I thank you all for the opinions.
I have some more reading to do. I don't know what birchen specifically is, so that's first priority.
I'm guessing that's the wild type / agouti /non-self black appearance? If yes, then birchen must be dominant, I take it. Is silver co-dominant? (Can you visually tell the difference between het or homozygous Silver?) Off to research those two genes. Have browsed photos of gold vs. silver during my chicken reading (new to chickens, not a stranger to genetics) and love the silver effect over the gold. In the chicken world, split means het, right? Heterozygous, factored, whatever you want to call two different alleles at the same locus. Do you guys call them splits in co-dominant genes, too, or just recessives (like black split lavender)?
What do you think the other male is, then? Straight up cuckoo self black? His feathers on his underhalf are grey and white...is that what is seen in black+cuckoo? How does a homozygous cuckoo male look different?
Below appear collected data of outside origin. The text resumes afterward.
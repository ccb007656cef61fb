//! Session state store.
//!
//! Owns the authenticated-user/token/expiry triple and the two-state
//! machine behind it: `Anonymous` until a login succeeds, back to
//! `Anonymous` on logout or expiry. The persistence port is injected so
//! tests run against an in-memory fake.

use std::sync::Arc;

use chrono::{TimeZone, Utc};
use thiserror::Error;

use tuhogar_core::SessionToken;

use crate::models::{CredentialDirectory, Session, User, keys};
use crate::storage::KeyValueStore;

/// Login failures.
#[derive(Debug, Error, Clone, PartialEq, Eq)]
pub enum AuthError {
    /// No directory entry matches the supplied username/password pair.
    #[error("invalid credentials")]
    InvalidCredentials,
}

/// The session store.
///
/// Construct once at process start and call
/// [`restore_on_start`](Self::restore_on_start) before trusting any gate
/// decision.
pub struct SessionStore {
    directory: CredentialDirectory,
    ttl: chrono::Duration,
    port: Arc<dyn KeyValueStore>,
    current: Option<Session>,
}

impl SessionStore {
    /// Create a store in the `Anonymous` state.
    #[must_use]
    pub fn new(
        directory: CredentialDirectory,
        ttl: chrono::Duration,
        port: Arc<dyn KeyValueStore>,
    ) -> Self {
        Self {
            directory,
            ttl,
            port,
            current: None,
        }
    }

    /// Authenticate against the credential directory.
    ///
    /// On a match, mints a fresh token, stamps the expiry at `now + ttl`,
    /// persists the session, and replaces any previous one.
    ///
    /// # Errors
    ///
    /// Returns [`AuthError::InvalidCredentials`] on a failed lookup; the
    /// current session (if any) is left untouched.
    pub fn login(&mut self, username: &str, password: &str) -> Result<User, AuthError> {
        let user = self
            .directory
            .authenticate(username, password)
            .ok_or(AuthError::InvalidCredentials)?;

        let session = Session {
            user: user.clone(),
            token: SessionToken::generate(),
            expires_at: Utc::now() + self.ttl,
        };
        self.persist(&session);
        self.current = Some(session);

        tracing::debug!(username, "login succeeded");
        Ok(user)
    }

    /// Clear the in-memory session and remove all persisted session keys.
    pub fn logout(&mut self) {
        self.current = None;
        for key in [
            keys::SESSION_USER,
            keys::SESSION_TOKEN,
            keys::SESSION_EXPIRES_AT,
        ] {
            if let Err(err) = self.port.remove(key) {
                tracing::warn!(key, %err, "failed to clear session key");
            }
        }
    }

    /// Restore the persisted session, if any.
    ///
    /// Runs exactly once per process start, before any gate decision is
    /// trusted. A still-valid session is restored to memory; an expired or
    /// malformed one is cleaned up via [`logout`](Self::logout) and the
    /// store stays `Anonymous`.
    pub fn restore_on_start(&mut self) {
        let user_blob = self.read_key(keys::SESSION_USER);
        let token_blob = self.read_key(keys::SESSION_TOKEN);
        let expires_blob = self.read_key(keys::SESSION_EXPIRES_AT);

        if user_blob.is_none() && token_blob.is_none() && expires_blob.is_none() {
            return;
        }

        match parse_session(user_blob, token_blob, expires_blob) {
            Some(session) if session.is_valid_at(Utc::now()) => {
                tracing::debug!(username = %session.user.username, "restored session");
                self.current = Some(session);
            }
            Some(_) => {
                tracing::debug!("persisted session expired");
                self.logout();
            }
            None => {
                tracing::warn!("discarding malformed persisted session");
                self.logout();
            }
        }
    }

    /// The logged-in user, if any.
    #[must_use]
    pub fn current_user(&self) -> Option<&User> {
        self.current.as_ref().map(|session| &session.user)
    }

    /// The active session, if any.
    #[must_use]
    pub fn session(&self) -> Option<&Session> {
        self.current.as_ref()
    }

    /// Whether a session is present.
    #[must_use]
    pub fn is_authenticated(&self) -> bool {
        self.current.is_some()
    }

    /// Whether a session is present and the user holds the admin role.
    #[must_use]
    pub fn is_admin(&self) -> bool {
        self.current_user().is_some_and(|user| user.role.is_admin())
    }

    fn persist(&self, session: &Session) {
        let user_blob = match serde_json::to_string(&session.user) {
            Ok(blob) => blob,
            Err(err) => {
                tracing::warn!(%err, "failed to serialize session user");
                return;
            }
        };
        let writes = [
            (keys::SESSION_USER, user_blob),
            (keys::SESSION_TOKEN, session.token.as_str().to_owned()),
            (
                keys::SESSION_EXPIRES_AT,
                session.expires_at.timestamp_millis().to_string(),
            ),
        ];
        for (key, value) in writes {
            if let Err(err) = self.port.set(key, &value) {
                tracing::warn!(key, %err, "failed to persist session key");
            }
        }
    }

    fn read_key(&self, key: &str) -> Option<String> {
        match self.port.get(key) {
            Ok(value) => value,
            Err(err) => {
                tracing::warn!(key, %err, "failed to read session key");
                None
            }
        }
    }
}

/// Reassemble a session from its three persisted blobs.
///
/// Any missing or unparseable piece makes the whole session malformed.
fn parse_session(
    user: Option<String>,
    token: Option<String>,
    expires: Option<String>,
) -> Option<Session> {
    let user: User = serde_json::from_str(&user?).ok()?;
    let token = SessionToken::from(token?);
    let millis: i64 = expires?.parse().ok()?;
    let expires_at = Utc.timestamp_millis_opt(millis).single()?;
    Some(Session {
        user,
        token,
        expires_at,
    })
}
//! Storefront configuration loaded from environment variables.
//!
//! # Environment Variables
//!
//! ## Required
//! - `TUHOGAR_CATALOG_URL` - Base URL of the remote catalog service
//!
//! ## Optional
//! - `TUHOGAR_STATE_DIR` - Directory for persisted engine state
//!   (default: `.tuhogar`)
//! - `TUHOGAR_SESSION_TTL_SECS` - Session lifetime in seconds
//!   (default: 1800)

use std::path::PathBuf;

use chrono::Duration;
use thiserror::Error;
use url::Url;

const DEFAULT_STATE_DIR: &str = ".tuhogar";
const DEFAULT_SESSION_TTL_SECS: &str = "1800";

/// Configuration errors that can occur during loading.
#[derive(Debug, Error)]
pub enum ConfigError {
    #[error("Missing environment variable: {0}")]
    MissingEnvVar(String),
    #[error("Invalid environment variable {0}: {1}")]
    InvalidEnvVar(String, String),
}

/// Storefront application configuration.
#[derive(Debug, Clone)]
pub struct StorefrontConfig {
    /// Base URL of the remote catalog service
    pub catalog_url: Url,
    /// Directory holding persisted cart/session state
    pub state_dir: PathBuf,
    /// Fixed session lifetime
    pub session_ttl: Duration,
}

impl StorefrontConfig {
    /// Load configuration from environment variables.
    ///
    /// Calls `dotenvy::dotenv()` to load from `.env` file if present.
    ///
    /// # Errors
    ///
    /// Returns `ConfigError` if required variables are missing or invalid.
    pub fn from_env() -> Result<Self, ConfigError> {
        // Load .env file if present (ignore errors if not found)
        let _ = dotenvy::dotenv();

        let catalog_url = get_required_env("TUHOGAR_CATALOG_URL")?
            .parse::<Url>()
            .map_err(|e| {
                ConfigError::InvalidEnvVar("TUHOGAR_CATALOG_URL".to_string(), e.to_string())
            })?;
        let state_dir =
            PathBuf::from(get_env_or_default("TUHOGAR_STATE_DIR", DEFAULT_STATE_DIR));
        let session_ttl = parse_ttl_secs(&get_env_or_default(
            "TUHOGAR_SESSION_TTL_SECS",
            DEFAULT_SESSION_TTL_SECS,
        ))
        .map_err(|e| ConfigError::InvalidEnvVar("TUHOGAR_SESSION_TTL_SECS".to_string(), e))?;

        Ok(Self {
            catalog_url,
            state_dir,
            session_ttl,
        })
    }
}

// =============================================================================
// Helper Functions
// =============================================================================

/// Get a required environment variable.
fn get_required_env(key: &str) -> Result<String, ConfigError> {
    std::env::var(key).map_err(|_| ConfigError::MissingEnvVar(key.to_string()))
}

/// Get an environment variable with a default value.
fn get_env_or_default(key: &str, default: &str) -> String {
    std::env::var(key).unwrap_or_else(|_| default.to_string())
}

/// Parse a positive TTL in whole seconds.
fn parse_ttl_secs(value: &str) -> Result<Duration, String> {
    let secs: i64 = value
        .parse()
        .map_err(|_| format!("not a whole number of seconds: {value}"))?;
    if secs <= 0 {
        return Err(format!("session TTL must be positive (got {secs})"));
    }
    Ok(Duration::seconds(secs))
}
//! Opaque session tokens.

use serde::{Deserialize, Serialize};
use uuid::Uuid;

/// An opaque session token.
///
/// Tokens are practically unique across calls within a process lifetime.
/// They are not presented to any remote authority, so unforgeability is not
/// required - uniqueness is.
#[derive(Debug, Clone, PartialEq, Eq, Hash, Serialize, Deserialize)]
#[serde(transparent)]
pub struct SessionToken(String);

impl SessionToken {
    /// Generate a fresh token.
    #[must_use]
    pub fn generate() -> Self {
        Self(Uuid::new_v4().to_string())
    }

    /// Get the underlying string value.
    #[must_use]
    pub fn as_str(&self) -> &str {
        &self.0
    }
}

impl From<String> for SessionToken {
    fn from(token: String) -> Self {
        Self(token)
    }
}

impl From<SessionToken> for String {
    fn from(token: SessionToken) -> Self {
        token.0
    }
}
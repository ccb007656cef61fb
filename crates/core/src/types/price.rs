//! Type-safe price representation using decimal arithmetic.
//!
//! The store displays a single currency, so a price is a non-negative
//! `Decimal` amount. Totals are computed exactly in decimal and rounded to
//! two places only at the edge.

use std::fmt;

use rust_decimal::Decimal;
use serde::{Deserialize, Serialize};
use thiserror::Error;

/// Error constructing a [`Price`].
#[derive(Debug, Error, PartialEq, Eq)]
pub enum PriceError {
    /// Unit prices are non-negative.
    #[error("price cannot be negative: {0}")]
    Negative(Decimal),
}

/// A unit price in the store's display currency.
#[derive(
    Debug, Clone, Copy, PartialEq, Eq, PartialOrd, Ord, Serialize, Deserialize, Default,
)]
#[serde(transparent)]
pub struct Price(Decimal);

impl Price {
    /// A zero price.
    pub const ZERO: Self = Self(Decimal::ZERO);

    /// Create a new price.
    ///
    /// # Errors
    ///
    /// Returns [`PriceError::Negative`] if `amount` is below zero.
    pub fn new(amount: Decimal) -> Result<Self, PriceError> {
        if amount.is_sign_negative() && !amount.is_zero() {
            return Err(PriceError::Negative(amount));
        }
        Ok(Self(amount))
    }

    /// Get the underlying decimal amount.
    #[must_use]
    pub const fn amount(&self) -> Decimal {
        self.0
    }

    /// Exact total for `quantity` units.
    #[must_use]
    pub fn times(&self, quantity: u32) -> Decimal {
        self.0 * Decimal::from(quantity)
    }
}

impl fmt::Display for Price {
    fn fmt(&self, f: &mut fmt::Formatter<'_>) -> fmt::Result {
        write!(f, "${:.2}", self.0)
    }
}
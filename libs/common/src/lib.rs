pub mod id;

pub use id::{has_prefix, prefixed_ulid};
The blue girls have 2 distinct appearances, wonder if that's the silver or birchen genes causing the effect. I'll have to get pictures and get opinions. 2 gals are "greyheaded", the other 4 are like the picture above with dark heads/necks. The "greyheads" have ...well best I can describe...thin white penciling on their dark neck feathers...sort of. LOL, I'll get some pics when I can get home during daylight hours.
Regardless, I'm delighted with these guys, they're just such neat personalitied birds. And sheesh, those first pullet eggs were ginormous. I popped them in the incubator for giggles, just went into lockdown with 5 or so that appear to be good (hard to tell through those shells, but the clear ones were distinctly different). We'll see what pops out.
Just love the mental exercise of figuring out their makeup.